This program also articulates the latest and best methods of achieving the goals of safety, quality, and profitability. This is, in other words, tactical as well as strategic training for effective teamwork.
With equal importance and emphasis, this program method focuses on inspiring a dynamic rededication to achieve the tough goals by enlisting virtually everyone in the organization and instilling the confidence that each member is a vital change agent whose ideas, actions, and support, and opinions do matter.
Timing:
• The kickoff is a 90 minute energizing keynote presentation (which can be given more than once),
• followed by an interactive 90 minutes of intense, guided discussion involving the entire audience with roving microphones.

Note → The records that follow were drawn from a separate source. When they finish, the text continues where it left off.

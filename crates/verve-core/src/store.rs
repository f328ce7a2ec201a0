//! In-memory event store.
//!
//! The canonical ordered sequence of events for a session. Insertion order
//! is stable; the UI groups by date, so ordering only matters for equality
//! in tests. There is no delete operation: the source application never
//! deletes events, and that gap is carried over deliberately.

use std::collections::HashSet;

use chrono::NaiveDate;

use crate::error::StoreError;
use crate::event::Event;

/// Ordered collection of calendar events.
#[derive(Debug, Default, Clone, PartialEq)]
pub struct EventStore {
    events: Vec<Event>,
}

impl EventStore {
    /// Create an empty store.
    pub fn new() -> Self {
        Self::default()
    }

    /// Build a store from a previously persisted sequence.
    pub fn from_events(events: Vec<Event>) -> Self {
        Self { events }
    }

    /// Append an event. Fails with [`StoreError::DuplicateId`] if an event
    /// with the same id is already present.
    pub fn add(&mut self, event: Event) -> Result<(), StoreError> {
        if self.events.iter().any(|e| e.id == event.id) {
            return Err(StoreError::DuplicateId(event.id));
        }
        self.events.push(event);
        Ok(())
    }

    /// Replace the event with a matching id. Fails with
    /// [`StoreError::UnknownEvent`] when no event matches; a typed error was
    /// chosen over a silent no-op so callers cannot lose edits unnoticed.
    pub fn update(&mut self, event: Event) -> Result<(), StoreError> {
        match self.events.iter_mut().find(|e| e.id == event.id) {
            Some(slot) => {
                *slot = event;
                Ok(())
            }
            None => Err(StoreError::UnknownEvent(event.id)),
        }
    }

    /// The full event sequence, in insertion order.
    pub fn all(&self) -> &[Event] {
        &self.events
    }

    pub fn get(&self, id: &str) -> Option<&Event> {
        self.events.iter().find(|e| e.id == id)
    }

    pub fn get_mut(&mut self, id: &str) -> Option<&mut Event> {
        self.events.iter_mut().find(|e| e.id == id)
    }

    pub fn len(&self) -> usize {
        self.events.len()
    }

    pub fn is_empty(&self) -> bool {
        self.events.is_empty()
    }

    /// Events occurring on a given day.
    pub fn events_on(&self, date: NaiveDate) -> Vec<&Event> {
        self.events.iter().filter(|e| e.date == date).collect()
    }

    /// Remote ids of all mirrored events. The merge step filters fetched
    /// events against this set so a remote event is never duplicated.
    pub fn remote_ids(&self) -> HashSet<String> {
        self.events
            .iter()
            .filter_map(|e| e.google_event_id.clone())
            .collect()
    }

    /// Ids of local-only events pending push, in insertion order.
    pub fn unsynced_ids(&self) -> Vec<String> {
        self.events
            .iter()
            .filter(|e| e.google_event_id.is_none())
            .map(|e| e.id.clone())
            .collect()
    }
}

• The end piece is an evening presentation to a leadership-rich audience which ideally includes physician leaders, C-suite, and board members. (The program can of course be adjusted to fit your specific needs).
Dealing head-on with the prejudices and pushbacks that have made cultural change so difficult (such as trying to spark full use of Team Stepps techniques or other teamwork-related training) requires a very frank discussion, and that's what this approach provides as a nucleus around which a more intense institution-wide focus can coalesce – a mid-course correction in NASA terms.
If I've been privileged to work with you in the past, and depending on the year, you'll probably recall that my efforts have previously focused on the challenges of patient safety and dealing with human and clinical error. This presentation series is quite different in that it provides a guided chance to stand aside and assess where you are and what is working, as well as what isn't. Consider this a highly useful opportunity to discuss the big picture with clarity and renewed purpose.
The tone of the main keynote is intense, fast-paced, and laced with appropriate humor to defuse the tough spots.
The evening presentation, while more to the point, is crafted to be entertaining as well as deeply substantive, and the entire day is constructed to re-infuse a widespread feeling of optimism and purpose.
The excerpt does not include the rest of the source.